===== AVAILABLE RECORDS

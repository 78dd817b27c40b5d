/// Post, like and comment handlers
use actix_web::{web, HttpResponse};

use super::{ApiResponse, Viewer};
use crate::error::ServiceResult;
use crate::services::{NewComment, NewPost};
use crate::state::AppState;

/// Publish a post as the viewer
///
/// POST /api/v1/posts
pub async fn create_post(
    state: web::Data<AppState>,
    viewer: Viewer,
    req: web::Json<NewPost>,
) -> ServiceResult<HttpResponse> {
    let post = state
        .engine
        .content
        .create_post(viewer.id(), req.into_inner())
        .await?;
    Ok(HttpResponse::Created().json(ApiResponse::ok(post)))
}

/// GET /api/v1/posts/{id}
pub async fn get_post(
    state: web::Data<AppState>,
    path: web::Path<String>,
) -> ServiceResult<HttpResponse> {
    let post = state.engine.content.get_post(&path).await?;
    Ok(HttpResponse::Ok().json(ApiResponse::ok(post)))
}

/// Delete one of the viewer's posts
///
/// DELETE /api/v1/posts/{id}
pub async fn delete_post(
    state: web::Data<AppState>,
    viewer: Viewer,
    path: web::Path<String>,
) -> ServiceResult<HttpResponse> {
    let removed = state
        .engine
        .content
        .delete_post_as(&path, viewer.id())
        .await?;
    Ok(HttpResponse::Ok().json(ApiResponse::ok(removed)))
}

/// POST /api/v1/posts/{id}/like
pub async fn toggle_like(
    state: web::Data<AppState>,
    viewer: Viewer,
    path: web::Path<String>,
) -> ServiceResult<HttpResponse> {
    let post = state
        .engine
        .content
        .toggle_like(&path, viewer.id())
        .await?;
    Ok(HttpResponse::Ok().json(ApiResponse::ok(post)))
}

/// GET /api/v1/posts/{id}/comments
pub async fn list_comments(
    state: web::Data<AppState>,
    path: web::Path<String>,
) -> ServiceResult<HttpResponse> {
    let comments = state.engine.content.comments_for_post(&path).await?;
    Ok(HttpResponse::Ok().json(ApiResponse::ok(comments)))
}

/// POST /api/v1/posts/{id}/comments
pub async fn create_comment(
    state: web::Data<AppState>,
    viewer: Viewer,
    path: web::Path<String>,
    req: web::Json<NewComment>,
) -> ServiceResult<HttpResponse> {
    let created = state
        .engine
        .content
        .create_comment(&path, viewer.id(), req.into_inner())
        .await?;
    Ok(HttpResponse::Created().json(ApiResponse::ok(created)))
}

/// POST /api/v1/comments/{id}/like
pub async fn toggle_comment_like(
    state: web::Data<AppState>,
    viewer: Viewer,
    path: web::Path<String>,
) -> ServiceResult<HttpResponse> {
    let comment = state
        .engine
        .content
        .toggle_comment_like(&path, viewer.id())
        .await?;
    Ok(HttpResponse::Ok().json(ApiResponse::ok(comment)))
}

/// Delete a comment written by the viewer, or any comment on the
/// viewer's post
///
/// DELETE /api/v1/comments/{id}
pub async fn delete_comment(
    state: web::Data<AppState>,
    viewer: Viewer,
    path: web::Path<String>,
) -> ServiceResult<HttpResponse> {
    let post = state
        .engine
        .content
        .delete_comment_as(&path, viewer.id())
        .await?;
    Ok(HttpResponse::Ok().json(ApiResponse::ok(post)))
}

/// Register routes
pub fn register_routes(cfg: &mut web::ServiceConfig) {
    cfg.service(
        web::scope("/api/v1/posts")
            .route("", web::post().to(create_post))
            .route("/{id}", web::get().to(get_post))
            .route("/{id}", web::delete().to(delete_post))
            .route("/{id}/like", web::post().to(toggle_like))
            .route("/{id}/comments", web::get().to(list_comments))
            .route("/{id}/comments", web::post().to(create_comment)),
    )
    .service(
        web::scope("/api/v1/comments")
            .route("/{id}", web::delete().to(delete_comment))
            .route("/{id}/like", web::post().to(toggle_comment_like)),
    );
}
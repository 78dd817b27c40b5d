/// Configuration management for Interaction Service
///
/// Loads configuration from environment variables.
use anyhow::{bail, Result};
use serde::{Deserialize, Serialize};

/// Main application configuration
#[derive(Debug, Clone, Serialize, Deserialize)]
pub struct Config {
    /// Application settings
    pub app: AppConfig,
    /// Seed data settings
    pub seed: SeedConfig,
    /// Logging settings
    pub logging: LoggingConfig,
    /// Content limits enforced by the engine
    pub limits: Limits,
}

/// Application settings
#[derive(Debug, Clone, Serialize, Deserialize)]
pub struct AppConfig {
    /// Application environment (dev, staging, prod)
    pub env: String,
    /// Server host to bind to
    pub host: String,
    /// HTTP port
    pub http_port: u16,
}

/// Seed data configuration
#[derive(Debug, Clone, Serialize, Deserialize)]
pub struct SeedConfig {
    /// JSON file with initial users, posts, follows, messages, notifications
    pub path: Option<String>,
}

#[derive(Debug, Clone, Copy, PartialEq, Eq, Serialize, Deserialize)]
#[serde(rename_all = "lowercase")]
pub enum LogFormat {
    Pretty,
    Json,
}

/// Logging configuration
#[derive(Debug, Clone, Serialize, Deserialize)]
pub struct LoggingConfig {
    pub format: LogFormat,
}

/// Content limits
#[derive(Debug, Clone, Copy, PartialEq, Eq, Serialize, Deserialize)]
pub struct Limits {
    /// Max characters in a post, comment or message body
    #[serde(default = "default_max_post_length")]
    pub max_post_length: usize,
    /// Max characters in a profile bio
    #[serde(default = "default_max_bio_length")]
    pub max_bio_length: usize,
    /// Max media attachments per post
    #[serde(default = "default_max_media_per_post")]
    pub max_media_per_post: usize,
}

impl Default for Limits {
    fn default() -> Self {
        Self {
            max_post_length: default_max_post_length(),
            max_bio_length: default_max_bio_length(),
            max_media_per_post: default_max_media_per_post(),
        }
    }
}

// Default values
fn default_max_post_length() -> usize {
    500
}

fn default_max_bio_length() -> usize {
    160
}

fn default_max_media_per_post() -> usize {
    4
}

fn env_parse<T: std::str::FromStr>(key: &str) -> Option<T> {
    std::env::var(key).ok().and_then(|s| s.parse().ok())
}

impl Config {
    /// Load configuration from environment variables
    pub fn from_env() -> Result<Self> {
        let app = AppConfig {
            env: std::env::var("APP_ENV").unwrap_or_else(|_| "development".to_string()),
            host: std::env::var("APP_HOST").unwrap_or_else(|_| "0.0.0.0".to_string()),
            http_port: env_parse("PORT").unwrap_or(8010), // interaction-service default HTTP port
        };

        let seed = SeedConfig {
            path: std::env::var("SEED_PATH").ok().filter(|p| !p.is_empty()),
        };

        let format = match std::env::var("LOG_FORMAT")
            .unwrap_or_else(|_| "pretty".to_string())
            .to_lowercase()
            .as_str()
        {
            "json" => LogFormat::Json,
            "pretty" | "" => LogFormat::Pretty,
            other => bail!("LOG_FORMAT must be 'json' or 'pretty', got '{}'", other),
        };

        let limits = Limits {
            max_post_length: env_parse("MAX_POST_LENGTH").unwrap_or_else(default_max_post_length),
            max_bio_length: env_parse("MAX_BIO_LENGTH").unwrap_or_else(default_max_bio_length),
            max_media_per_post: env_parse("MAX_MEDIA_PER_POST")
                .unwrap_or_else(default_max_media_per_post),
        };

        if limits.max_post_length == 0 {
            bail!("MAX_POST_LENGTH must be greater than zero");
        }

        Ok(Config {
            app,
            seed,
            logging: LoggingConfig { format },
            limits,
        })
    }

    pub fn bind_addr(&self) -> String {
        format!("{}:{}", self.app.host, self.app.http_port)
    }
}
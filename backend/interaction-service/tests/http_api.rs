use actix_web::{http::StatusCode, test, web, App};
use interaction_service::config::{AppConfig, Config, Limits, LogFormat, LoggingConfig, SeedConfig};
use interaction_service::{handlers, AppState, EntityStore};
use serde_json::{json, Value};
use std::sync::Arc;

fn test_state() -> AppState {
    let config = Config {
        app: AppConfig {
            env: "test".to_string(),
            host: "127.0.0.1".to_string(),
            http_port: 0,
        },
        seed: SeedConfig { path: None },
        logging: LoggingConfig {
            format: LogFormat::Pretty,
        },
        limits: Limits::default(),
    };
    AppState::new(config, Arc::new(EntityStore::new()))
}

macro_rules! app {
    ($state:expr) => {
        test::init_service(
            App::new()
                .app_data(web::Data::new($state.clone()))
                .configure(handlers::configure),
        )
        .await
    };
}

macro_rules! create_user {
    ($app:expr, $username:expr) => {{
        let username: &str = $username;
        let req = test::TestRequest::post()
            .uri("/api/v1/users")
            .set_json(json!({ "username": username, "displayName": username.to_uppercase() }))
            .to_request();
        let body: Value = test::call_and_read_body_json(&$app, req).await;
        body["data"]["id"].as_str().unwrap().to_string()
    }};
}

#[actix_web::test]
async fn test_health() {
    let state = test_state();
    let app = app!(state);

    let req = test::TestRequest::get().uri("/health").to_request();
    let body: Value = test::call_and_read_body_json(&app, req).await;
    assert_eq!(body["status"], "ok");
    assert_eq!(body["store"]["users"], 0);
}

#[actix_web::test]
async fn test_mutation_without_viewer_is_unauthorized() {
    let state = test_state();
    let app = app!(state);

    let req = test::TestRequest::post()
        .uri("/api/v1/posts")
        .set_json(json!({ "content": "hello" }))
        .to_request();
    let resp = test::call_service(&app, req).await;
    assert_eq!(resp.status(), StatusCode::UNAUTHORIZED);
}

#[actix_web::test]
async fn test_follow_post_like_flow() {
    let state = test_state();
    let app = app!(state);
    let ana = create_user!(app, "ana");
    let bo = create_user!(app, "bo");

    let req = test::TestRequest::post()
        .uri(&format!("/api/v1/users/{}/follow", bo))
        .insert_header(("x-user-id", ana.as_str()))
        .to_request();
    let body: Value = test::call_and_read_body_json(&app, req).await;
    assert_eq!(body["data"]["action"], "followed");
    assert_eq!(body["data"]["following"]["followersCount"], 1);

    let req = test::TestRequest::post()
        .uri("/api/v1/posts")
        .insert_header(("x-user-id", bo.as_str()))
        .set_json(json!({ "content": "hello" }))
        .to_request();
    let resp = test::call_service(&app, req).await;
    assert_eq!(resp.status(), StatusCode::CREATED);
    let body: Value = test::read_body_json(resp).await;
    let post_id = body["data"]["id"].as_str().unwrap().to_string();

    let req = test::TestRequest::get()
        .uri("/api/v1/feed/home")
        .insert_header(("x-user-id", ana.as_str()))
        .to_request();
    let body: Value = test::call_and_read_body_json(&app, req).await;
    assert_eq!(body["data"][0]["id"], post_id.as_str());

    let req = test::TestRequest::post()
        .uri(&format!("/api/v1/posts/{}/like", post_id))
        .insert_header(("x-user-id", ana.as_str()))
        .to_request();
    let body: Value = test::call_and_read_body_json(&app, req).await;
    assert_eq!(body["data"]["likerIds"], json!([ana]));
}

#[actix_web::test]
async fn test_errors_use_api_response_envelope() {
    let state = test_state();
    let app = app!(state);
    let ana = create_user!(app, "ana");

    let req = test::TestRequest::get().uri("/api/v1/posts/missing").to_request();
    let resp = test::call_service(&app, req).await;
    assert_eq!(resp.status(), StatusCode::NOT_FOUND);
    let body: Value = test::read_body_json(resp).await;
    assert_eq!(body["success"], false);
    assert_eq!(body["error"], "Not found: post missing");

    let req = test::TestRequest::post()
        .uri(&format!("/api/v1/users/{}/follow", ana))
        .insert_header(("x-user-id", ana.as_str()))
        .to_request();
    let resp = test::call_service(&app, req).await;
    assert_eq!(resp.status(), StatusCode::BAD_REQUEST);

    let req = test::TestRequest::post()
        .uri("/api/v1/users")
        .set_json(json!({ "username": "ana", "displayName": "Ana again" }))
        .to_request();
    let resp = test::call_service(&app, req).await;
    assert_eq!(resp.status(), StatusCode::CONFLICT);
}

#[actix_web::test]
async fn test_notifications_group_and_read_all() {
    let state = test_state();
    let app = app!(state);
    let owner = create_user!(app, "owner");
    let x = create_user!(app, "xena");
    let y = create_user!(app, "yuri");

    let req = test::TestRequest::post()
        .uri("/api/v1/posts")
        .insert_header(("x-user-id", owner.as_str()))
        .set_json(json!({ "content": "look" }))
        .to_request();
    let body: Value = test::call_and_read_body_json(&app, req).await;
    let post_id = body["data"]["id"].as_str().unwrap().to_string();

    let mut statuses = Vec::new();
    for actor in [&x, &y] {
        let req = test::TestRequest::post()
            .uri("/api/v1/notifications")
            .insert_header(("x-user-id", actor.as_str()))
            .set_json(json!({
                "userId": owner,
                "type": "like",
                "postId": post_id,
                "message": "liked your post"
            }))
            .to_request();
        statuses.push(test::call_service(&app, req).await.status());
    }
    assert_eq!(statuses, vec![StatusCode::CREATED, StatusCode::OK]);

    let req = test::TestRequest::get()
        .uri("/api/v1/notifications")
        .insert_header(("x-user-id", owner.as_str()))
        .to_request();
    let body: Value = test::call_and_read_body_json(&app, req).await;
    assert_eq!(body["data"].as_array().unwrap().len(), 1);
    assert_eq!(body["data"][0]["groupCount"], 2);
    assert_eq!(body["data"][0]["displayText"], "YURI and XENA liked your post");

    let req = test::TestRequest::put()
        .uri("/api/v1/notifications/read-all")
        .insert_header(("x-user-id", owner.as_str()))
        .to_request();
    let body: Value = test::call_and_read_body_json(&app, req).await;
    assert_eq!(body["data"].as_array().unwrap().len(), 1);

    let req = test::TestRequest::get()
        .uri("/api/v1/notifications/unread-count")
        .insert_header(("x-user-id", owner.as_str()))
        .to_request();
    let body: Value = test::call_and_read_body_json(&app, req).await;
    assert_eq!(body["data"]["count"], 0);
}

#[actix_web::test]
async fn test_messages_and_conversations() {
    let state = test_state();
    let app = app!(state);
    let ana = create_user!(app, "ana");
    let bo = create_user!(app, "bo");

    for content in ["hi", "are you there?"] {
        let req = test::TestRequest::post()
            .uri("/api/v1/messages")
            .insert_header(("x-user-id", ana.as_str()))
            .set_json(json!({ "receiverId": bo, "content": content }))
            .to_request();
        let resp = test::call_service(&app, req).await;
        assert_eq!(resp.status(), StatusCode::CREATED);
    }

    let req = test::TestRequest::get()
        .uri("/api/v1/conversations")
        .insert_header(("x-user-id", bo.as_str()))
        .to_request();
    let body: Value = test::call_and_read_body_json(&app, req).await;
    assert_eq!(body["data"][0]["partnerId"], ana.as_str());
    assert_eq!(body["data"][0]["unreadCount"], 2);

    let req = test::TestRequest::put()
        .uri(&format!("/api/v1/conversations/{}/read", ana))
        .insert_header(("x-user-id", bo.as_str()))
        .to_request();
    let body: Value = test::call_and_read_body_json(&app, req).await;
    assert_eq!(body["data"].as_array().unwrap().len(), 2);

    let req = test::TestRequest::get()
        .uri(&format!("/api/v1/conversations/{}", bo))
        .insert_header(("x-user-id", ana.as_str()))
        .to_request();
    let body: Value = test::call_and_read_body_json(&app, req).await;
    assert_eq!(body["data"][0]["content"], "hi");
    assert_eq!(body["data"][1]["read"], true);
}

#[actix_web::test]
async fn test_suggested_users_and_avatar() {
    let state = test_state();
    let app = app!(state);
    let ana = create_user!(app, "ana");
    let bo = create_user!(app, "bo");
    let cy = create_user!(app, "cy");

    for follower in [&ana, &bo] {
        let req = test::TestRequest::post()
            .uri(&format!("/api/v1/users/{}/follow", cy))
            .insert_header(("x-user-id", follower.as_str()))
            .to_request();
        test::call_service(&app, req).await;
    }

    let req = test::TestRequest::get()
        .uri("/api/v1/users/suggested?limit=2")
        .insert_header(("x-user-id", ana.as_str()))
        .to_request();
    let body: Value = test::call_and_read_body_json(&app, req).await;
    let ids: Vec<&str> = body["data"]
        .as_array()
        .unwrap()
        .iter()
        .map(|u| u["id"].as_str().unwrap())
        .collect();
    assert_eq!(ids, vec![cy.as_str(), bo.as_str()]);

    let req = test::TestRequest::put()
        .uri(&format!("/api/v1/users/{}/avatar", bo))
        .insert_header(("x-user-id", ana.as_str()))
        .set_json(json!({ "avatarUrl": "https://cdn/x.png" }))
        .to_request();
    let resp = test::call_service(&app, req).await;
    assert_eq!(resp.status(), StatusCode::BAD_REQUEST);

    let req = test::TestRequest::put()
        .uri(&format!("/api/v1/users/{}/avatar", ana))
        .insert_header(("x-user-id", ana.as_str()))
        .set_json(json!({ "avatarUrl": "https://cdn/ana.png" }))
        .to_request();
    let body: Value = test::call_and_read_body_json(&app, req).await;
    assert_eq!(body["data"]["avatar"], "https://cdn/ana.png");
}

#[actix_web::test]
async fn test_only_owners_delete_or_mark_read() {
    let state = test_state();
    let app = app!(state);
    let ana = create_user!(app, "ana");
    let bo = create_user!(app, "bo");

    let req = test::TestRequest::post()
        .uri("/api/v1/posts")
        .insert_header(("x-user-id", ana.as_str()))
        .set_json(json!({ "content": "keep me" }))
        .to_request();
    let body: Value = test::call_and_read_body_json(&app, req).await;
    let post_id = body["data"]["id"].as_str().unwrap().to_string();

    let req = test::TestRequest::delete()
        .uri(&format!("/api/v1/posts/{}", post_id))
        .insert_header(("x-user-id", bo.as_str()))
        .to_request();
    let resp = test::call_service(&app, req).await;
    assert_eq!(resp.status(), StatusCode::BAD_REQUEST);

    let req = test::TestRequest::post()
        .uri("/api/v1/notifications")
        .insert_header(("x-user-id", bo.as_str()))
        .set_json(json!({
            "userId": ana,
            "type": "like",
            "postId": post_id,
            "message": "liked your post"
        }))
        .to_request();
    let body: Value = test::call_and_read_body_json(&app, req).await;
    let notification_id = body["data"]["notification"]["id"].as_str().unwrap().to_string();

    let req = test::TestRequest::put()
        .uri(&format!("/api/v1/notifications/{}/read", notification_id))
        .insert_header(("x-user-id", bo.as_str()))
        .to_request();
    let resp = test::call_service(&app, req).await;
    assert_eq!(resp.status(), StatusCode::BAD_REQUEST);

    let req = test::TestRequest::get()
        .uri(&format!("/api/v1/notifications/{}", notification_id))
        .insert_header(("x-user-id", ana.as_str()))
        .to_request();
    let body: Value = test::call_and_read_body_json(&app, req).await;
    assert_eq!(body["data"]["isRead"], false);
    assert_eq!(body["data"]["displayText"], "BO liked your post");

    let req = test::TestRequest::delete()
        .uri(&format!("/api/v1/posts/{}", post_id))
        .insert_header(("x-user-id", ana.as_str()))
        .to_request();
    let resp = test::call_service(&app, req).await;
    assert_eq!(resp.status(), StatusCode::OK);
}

==========

GOAL OF THE EXERCISE:
Say how many of the lines above include the word "EntityStore", giving the figure alone.

TASK OUTPUT:
2